某世界500强车企集汽车整车、动力总成和关键零部件设计、研发、生产、销售和服务于一体,旗下拥有独立的科技创新公司,专注于汽车智能化与网联化,提供数字座舱电子产品、主动安全电子产品、无人驾驶传感器与控制器,以及车联网云平台和大数据平台的运营服务。
信息化成车企必争高地,信息安全建设需求迫切
近年来新能源布局稳步推进,该车企作为最早投身智能网联研发的先行者,已进入智能化下半场,基于智能架构、智能座舱、智能驾驶打造“智能汽车”的核心竞争力。

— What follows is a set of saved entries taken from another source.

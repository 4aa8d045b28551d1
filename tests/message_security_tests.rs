//! Message Security Tests
//!
//! End-to-end checks of what the message pipeline stores and transmits:
//! envelopes as strings, edited in transit, opened by the right and the
//! wrong people.

use parley_crypto::{
    CryptoConfig, CryptoError, EnvelopeCodec, ExchangeKeyPair, IdentityKeyPair, KeyStrength,
    MessageProtector, OpenWith, SealFor,
};
use serde_json::Value;
use std::sync::OnceLock;

fn recipient() -> &'static IdentityKeyPair {
    static KEY: OnceLock<IdentityKeyPair> = OnceLock::new();
    KEY.get_or_init(|| IdentityKeyPair::generate(KeyStrength::Rsa2048).unwrap())
}

fn other_user() -> &'static IdentityKeyPair {
    static KEY: OnceLock<IdentityKeyPair> = OnceLock::new();
    KEY.get_or_init(|| IdentityKeyPair::generate(KeyStrength::Rsa2048).unwrap())
}

fn protector() -> MessageProtector {
    MessageProtector::new(CryptoConfig::default().with_shared_secret()).unwrap()
}

/// The documented send/transmit/receive scenario
mod direct_message_scenario {
    use super::*;

    #[test]
    fn test_quarterly_numbers_survive_transport() {
        let p = protector();
        let wire = p
            .seal_to_wire(
                "Quarterly numbers are due Friday",
                SealFor::Identity(recipient().public_key()),
            )
            .unwrap();

        // simulated transport: the envelope travels inside another JSON document
        let message = serde_json::json!({ "channel": "finance", "content": wire }).to_string();
        let received: Value = serde_json::from_str(&message).unwrap();
        let wire = received["content"].as_str().unwrap();

        let plaintext = p.open_wire(wire, OpenWith::Identity(recipient().private_key())).unwrap();
        assert_eq!(plaintext, "Quarterly numbers are due Friday");
    }

    #[test]
    fn test_plaintext_never_appears_on_the_wire() {
        let wire = protector()
            .seal_to_wire(
                "Quarterly numbers are due Friday",
                SealFor::Identity(recipient().public_key()),
            )
            .unwrap();
        assert!(!wire.contains("Quarterly"));
        assert!(!wire.contains(&hex::encode("Quarterly")));
    }

    #[test]
    fn test_same_message_twice_gives_different_envelopes() {
        let p = protector();
        let target = SealFor::Identity(recipient().public_key());
        let w1: Value = serde_json::from_str(&p.seal_to_wire("same", target).unwrap()).unwrap();
        let w2: Value = serde_json::from_str(&p.seal_to_wire("same", target).unwrap()).unwrap();

        for field in ["iv", "encryptedData", "authTag", "encryptedSessionKey"] {
            assert_ne!(w1[field], w2[field], "{field} repeated");
        }
        assert_eq!(w1["recipientKeyId"], w2["recipientKeyId"]);
    }
}

/// Envelopes edited between sender and recipient
mod transit_tampering {
    use super::*;

    fn sealed_wire() -> Value {
        let wire = protector()
            .seal_to_wire("wire me $500", SealFor::Identity(recipient().public_key()))
            .unwrap();
        serde_json::from_str(&wire).unwrap()
    }

    fn open(wire: &Value) -> Result<String, CryptoError> {
        protector().open_wire(&wire.to_string(), OpenWith::Identity(recipient().private_key()))
    }

    fn flip_hex_field(wire: &mut Value, field: &str) {
        let mut bytes = hex::decode(wire[field].as_str().unwrap()).unwrap();
        bytes[0] ^= 0x01;
        wire[field] = Value::String(hex::encode(bytes));
    }

    #[test]
    fn test_edited_ciphertext_is_rejected() {
        let mut wire = sealed_wire();
        flip_hex_field(&mut wire, "encryptedData");
        assert!(matches!(open(&wire), Err(CryptoError::Authentication)));
    }

    #[test]
    fn test_edited_iv_is_rejected() {
        let mut wire = sealed_wire();
        flip_hex_field(&mut wire, "iv");
        assert!(matches!(open(&wire), Err(CryptoError::Authentication)));
    }

    #[test]
    fn test_edited_tag_is_rejected() {
        let mut wire = sealed_wire();
        flip_hex_field(&mut wire, "authTag");
        assert!(matches!(open(&wire), Err(CryptoError::Authentication)));
    }

    #[test]
    fn test_edited_wrapped_key_is_key_unwrap() {
        use base64::Engine;
        let engine = base64::engine::general_purpose::STANDARD;

        let mut wire = sealed_wire();
        let mut wrapped = engine.decode(wire["encryptedSessionKey"].as_str().unwrap()).unwrap();
        wrapped[20] ^= 0x01;
        wire["encryptedSessionKey"] = Value::String(engine.encode(wrapped));

        assert!(matches!(open(&wire), Err(CryptoError::KeyUnwrap(_))));
    }

    #[test]
    fn test_re_encoded_field_is_malformed() {
        let mut wire = sealed_wire();
        let iv = wire["iv"].as_str().unwrap().to_string();
        wire["iv"] = Value::String(iv[..iv.len() - 2].to_string());
        assert!(matches!(open(&wire), Err(CryptoError::MalformedEnvelope(_))));
    }

    #[test]
    fn test_scheme_cannot_be_swapped() {
        let mut wire = sealed_wire();
        wire["scheme"] = Value::String("shared_secret".to_string());
        assert!(matches!(open(&wire), Err(CryptoError::MalformedEnvelope(_))));
    }
}

/// Who can read what
mod recipient_isolation {
    use super::*;

    #[test]
    fn test_other_user_gets_key_unwrap() {
        let p = protector();
        let envelope = p
            .seal("for the recipient", SealFor::Identity(recipient().public_key()))
            .unwrap();
        let err = p.open(&envelope, OpenWith::Identity(other_user().private_key())).unwrap_err();
        assert!(err.is_key_unwrap_failure());
    }

    #[test]
    fn test_regenerated_identity_cannot_read_old_messages() {
        let p = protector();
        let old = IdentityKeyPair::generate(KeyStrength::Rsa2048).unwrap();
        let envelope = p.seal("before rotation", SealFor::Identity(old.public_key())).unwrap();

        let new = IdentityKeyPair::generate(KeyStrength::Rsa2048).unwrap();
        assert!(p.open(&envelope, OpenWith::Identity(new.private_key())).is_err());
        let opened = p.open(&envelope, OpenWith::Identity(old.private_key()));
        assert_eq!(opened.unwrap(), "before rotation");
    }

    #[test]
    fn test_pem_restored_key_reads_messages() {
        let p = protector();
        let envelope = p.seal("persisted", SealFor::Identity(recipient().public_key())).unwrap();

        let pem = recipient().private_key().to_pem().unwrap();
        let restored = IdentityKeyPair::from_private_pem(&pem).unwrap();
        let opened = p.open(&envelope, OpenWith::Identity(restored.private_key()));
        assert_eq!(opened.unwrap(), "persisted");
    }

    #[test]
    fn test_shared_secret_conversation_isolated() {
        let p = protector();
        let alice = ExchangeKeyPair::generate().unwrap();
        let bob = ExchangeKeyPair::generate().unwrap();
        let eve = ExchangeKeyPair::generate().unwrap();

        let target = SealFor::Exchange {
            local: &alice,
            peer: bob.public_key(),
        };
        let wire = p.seal_to_wire("legacy path", target).unwrap();

        assert_eq!(p.open_wire(&wire, OpenWith::Exchange(&bob)).unwrap(), "legacy path");
        assert!(matches!(
            p.open_wire(&wire, OpenWith::Exchange(&eve)),
            Err(CryptoError::KeyUnwrap(_))
        ));
        assert!(matches!(
            p.open_wire(&wire, OpenWith::Identity(recipient().private_key())),
            Err(CryptoError::SchemeMismatch { .. })
        ));
    }

    #[test]
    fn test_envelopes_parse_without_keys() {
        let wire = protector()
            .seal_to_wire("metadata only", SealFor::Identity(recipient().public_key()))
            .unwrap();
        let envelope = EnvelopeCodec::parse(&wire).unwrap();
        assert_eq!(envelope.algorithm_id(), "rsa-oaep-sha256+aes-256-gcm");
    }
}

随着该公司及子公司信息系统和汽车研发系统建设的发展,信息安全建设的需求也日趋迫切,该车企在大力推动智能驾驶技术研发和应用的同时,也面临着如下紧急问题:
如何支持汽车研发过程整个生命周期中需求、概念、研发、采购、测试、运营等各个阶段的安全。
如何在软件开发的整个生命周期提供充足的证据证明软件是安全的。
如何集成各类安全检测工具,进行漏洞可视化管理与安全知识库建设。
S-SDLC构造安全开发能力,保障数字化业务平稳发展
经过多方调研,该公司最终选择与开源网安共建S-SDLC平台,全面识别并管控软件开发从架构设计、功能设计、编码、测试、发布、运维各个阶段的安全风险,提前进入安全建设,构造安全开发能力。

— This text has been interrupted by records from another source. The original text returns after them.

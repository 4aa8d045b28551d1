//! Property tests for hybrid envelopes and the wire codec

use parley_crypto::{
    AuthTag, CryptoError, EnvelopeCodec, HybridDecryptor, HybridEncryptor, HybridEnvelope,
    IdentityKeyPair, Iv, KeyStrength, MessageEnvelope, SymmetricCipher,
};
use proptest::prelude::*;
use rstest::rstest;
use std::sync::OnceLock;

fn recipient() -> &'static IdentityKeyPair {
    static KEY: OnceLock<IdentityKeyPair> = OnceLock::new();
    KEY.get_or_init(|| IdentityKeyPair::generate(KeyStrength::Rsa2048).unwrap())
}

fn stranger() -> &'static IdentityKeyPair {
    static KEY: OnceLock<IdentityKeyPair> = OnceLock::new();
    KEY.get_or_init(|| IdentityKeyPair::generate(KeyStrength::Rsa2048).unwrap())
}

fn seal(plaintext: &str) -> HybridEnvelope {
    HybridEncryptor::new(recipient().public_key())
        .encrypt(plaintext)
        .unwrap()
}

fn open(envelope: &HybridEnvelope) -> parley_crypto::Result<String> {
    HybridDecryptor::new(recipient().private_key()).decrypt(envelope)
}

#[derive(Clone, Copy, Debug)]
enum Field {
    Iv,
    Ciphertext,
    AuthTag,
}

fn flip_bit(envelope: &mut HybridEnvelope, field: Field, bit: usize) {
    match field {
        Field::Iv => {
            let mut bytes = *envelope.iv.as_bytes();
            let idx = bit % (bytes.len() * 8);
            bytes[idx / 8] ^= 1 << (idx % 8);
            envelope.iv = Iv::from_bytes(&bytes).unwrap();
        }
        Field::Ciphertext => {
            let idx = bit % (envelope.ciphertext.len() * 8);
            envelope.ciphertext[idx / 8] ^= 1 << (idx % 8);
        }
        Field::AuthTag => {
            let mut bytes = *envelope.auth_tag.as_bytes();
            let idx = bit % (bytes.len() * 8);
            bytes[idx / 8] ^= 1 << (idx % 8);
            envelope.auth_tag = AuthTag::from_bytes(&bytes).unwrap();
        }
    }
}

proptest! {
    #![proptest_config(ProptestConfig::with_cases(24))]

    #[test]
    fn prop_roundtrip_any_text(plaintext in ".{0,2048}") {
        let envelope = seal(&plaintext);
        prop_assert_eq!(open(&envelope).unwrap(), plaintext);
    }

    #[test]
    fn prop_wire_roundtrip(plaintext in ".{0,512}") {
        let envelope = seal(&plaintext);
        let wire = EnvelopeCodec::serialize_hybrid(&envelope).unwrap();
        let parsed = EnvelopeCodec::parse_hybrid(&wire).unwrap();
        prop_assert_eq!(&parsed, &envelope);
        prop_assert_eq!(open(&parsed).unwrap(), plaintext);
    }

    #[test]
    fn prop_single_bit_flip_is_detected(
        plaintext in ".{1,256}",
        field in prop_oneof![Just(Field::Iv), Just(Field::Ciphertext), Just(Field::AuthTag)],
        bit in any::<usize>(),
    ) {
        let mut envelope = seal(&plaintext);
        flip_bit(&mut envelope, field, bit);
        prop_assert!(matches!(open(&envelope), Err(CryptoError::Authentication)));
    }
}

#[rstest]
#[case::empty("")]
#[case::short("hi")]
#[case::unicode("Grüße, 世界 👋")]
#[case::multi_kilobyte(&"Quarterly numbers are due Friday. ".repeat(300))]
fn roundtrip_cases(#[case] plaintext: &str) {
    assert_eq!(open(&seal(plaintext)).unwrap(), plaintext);
}

#[rstest]
#[case::with_key_id(false)]
#[case::without_key_id(true)]
fn wrong_recipient_is_key_unwrap(#[case] strip_key_id: bool) {
    let mut encryptor = HybridEncryptor::new(recipient().public_key());
    if strip_key_id {
        encryptor = encryptor.without_key_id();
    }
    let envelope = encryptor.encrypt("for the recipient only").unwrap();

    let result = HybridDecryptor::new(stranger().private_key()).decrypt(&envelope);
    let err = result.unwrap_err();
    assert!(err.is_key_unwrap_failure(), "got {err:?}");
}

#[test_log::test]
fn tampering_is_authentication_not_unwrap() {
    let mut envelope = seal("do not alter");
    flip_bit(&mut envelope, Field::Ciphertext, 3);
    let err = open(&envelope).unwrap_err();
    assert!(err.is_authentication_failure());
    assert!(!err.is_key_unwrap_failure());
}

#[test]
fn session_keys_do_not_repeat() {
    let mut seen = std::collections::HashSet::new();
    for _ in 0..10_000 {
        let key = SymmetricCipher::generate_key().unwrap();
        assert!(seen.insert(*key.as_bytes()));
    }
}

#[test]
fn envelope_fields_all_differ_between_encryptions() {
    let e1 = seal("Quarterly numbers are due Friday");
    let e2 = seal("Quarterly numbers are due Friday");
    assert_ne!(e1.iv, e2.iv);
    assert_ne!(e1.ciphertext, e2.ciphertext);
    assert_ne!(e1.wrapped_key, e2.wrapped_key);
    assert_ne!(
        EnvelopeCodec::serialize(&MessageEnvelope::from(e1)).unwrap(),
        EnvelopeCodec::serialize(&MessageEnvelope::from(e2)).unwrap()
    );
}

#[test]
fn concurrent_use_needs_no_coordination() {
    let handles: Vec<_> = (0..8)
        .map(|i| {
            std::thread::spawn(move || {
                let text = format!("message {i}");
                let envelope = seal(&text);
                assert_eq!(open(&envelope).unwrap(), text);
            })
        })
        .collect();
    for handle in handles {
        handle.join().unwrap();
    }
}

搭建SDLC平台,覆盖汽车研发与软件开发整个生命周期,确保汽车研发与软件开发过程的安全。
SDLC平台集成了开源网安TARA威胁建模工具、软件成分分析工具SourceCheck、灰盒安全检测工具VulHunter等,并提供了安全知识库,帮助程序员通过平台化、可视化能力快速提升自我安全修养,为产品安全性创造更多可能性。
SDLC平台以ISO/SAE 21434标准为目标,实现对车型认证流程支撑,对项目管理、威胁建模TARA、需求管理、研发管理、一致性验证、渗透性验证、漏洞管理各个阶段进行集中安全管控,并提供软件系统的安全证明。

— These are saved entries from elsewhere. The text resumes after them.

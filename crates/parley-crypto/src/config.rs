//! Encryption configuration

use crate::{keys::KeyStrength, CryptoError, Result};
use serde::{Deserialize, Serialize};

/// Environment variable prefix read by [`CryptoConfig::from_env`]
pub const ENV_PREFIX: &str = "PARLEY";

/// Encryption configuration for the message pipeline
#[derive(Clone, Debug, PartialEq, Eq, Serialize, Deserialize)]
#[serde(default)]
pub struct CryptoConfig {
    /// End-to-end encryption feature flag
    pub e2e_enabled: bool,
    /// RSA modulus size for newly generated identity keys
    pub identity_key_bits: usize,
    /// Allow the legacy shared-secret scheme
    pub allow_shared_secret: bool,
    /// Largest plaintext accepted for encryption (bytes)
    pub max_plaintext_len: usize,
}

impl Default for CryptoConfig {
    fn default() -> Self {
        Self {
            e2e_enabled: true,
            identity_key_bits: KeyStrength::default().bits(),
            allow_shared_secret: false,
            max_plaintext_len: 1024 * 1024, // 1 MiB
        }
    }
}

impl CryptoConfig {
    /// Load from `PARLEY_*` environment variables over the defaults
    ///
    /// e.g. `PARLEY_E2E_ENABLED=false`, `PARLEY_IDENTITY_KEY_BITS=3072`.
    /// Nothing in this crate calls this implicitly.
    pub fn from_env() -> Result<Self> {
        let defaults = Self::default();
        let config: Self = config::Config::builder()
            .set_default("e2e_enabled", defaults.e2e_enabled)?
            .set_default("identity_key_bits", defaults.identity_key_bits as u64)?
            .set_default("allow_shared_secret", defaults.allow_shared_secret)?
            .set_default("max_plaintext_len", defaults.max_plaintext_len as u64)?
            .add_source(config::Environment::with_prefix(ENV_PREFIX).try_parsing(true))
            .build()?
            .try_deserialize()?;
        config.validate()?;
        Ok(config)
    }

    /// Disable end-to-end encryption
    pub fn without_e2e(mut self) -> Self {
        self.e2e_enabled = false;
        self
    }

    /// Set the identity key strength
    pub fn with_identity_key_strength(mut self, strength: KeyStrength) -> Self {
        self.identity_key_bits = strength.bits();
        self
    }

    /// Allow the legacy shared-secret scheme
    pub fn with_shared_secret(mut self) -> Self {
        self.allow_shared_secret = true;
        self
    }

    /// Set the plaintext size ceiling
    pub fn with_max_plaintext_len(mut self, len: usize) -> Self {
        self.max_plaintext_len = len;
        self
    }

    /// The identity key strength
    pub fn identity_key_strength(&self) -> Result<KeyStrength> {
        KeyStrength::from_bits(self.identity_key_bits)
    }

    /// Check the configuration is usable
    pub fn validate(&self) -> Result<()> {
        self.identity_key_strength()
            .map_err(|e| CryptoError::Config(e.to_string()))?;
        if self.max_plaintext_len == 0 {
            return Err(CryptoError::Config(
                "max_plaintext_len must be greater than zero".to_string(),
            ));
        }
        Ok(())
    }
}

集成开源网安S-SDLC工具后,该车企将安全控制线提前,提高安全覆盖面,90%的应用安全问题在研发过程中解决,大部分应用能及时安全上线,也大幅降低了安全人员工作量。同时SDLC平台融合既有管理系统,促进了开发人员对安全的重视,提高了安全部门监管力度,保障了该企业更好地把握数字化浪潮,推动企业业务乃至整个社会实现更高效、更智能的发展。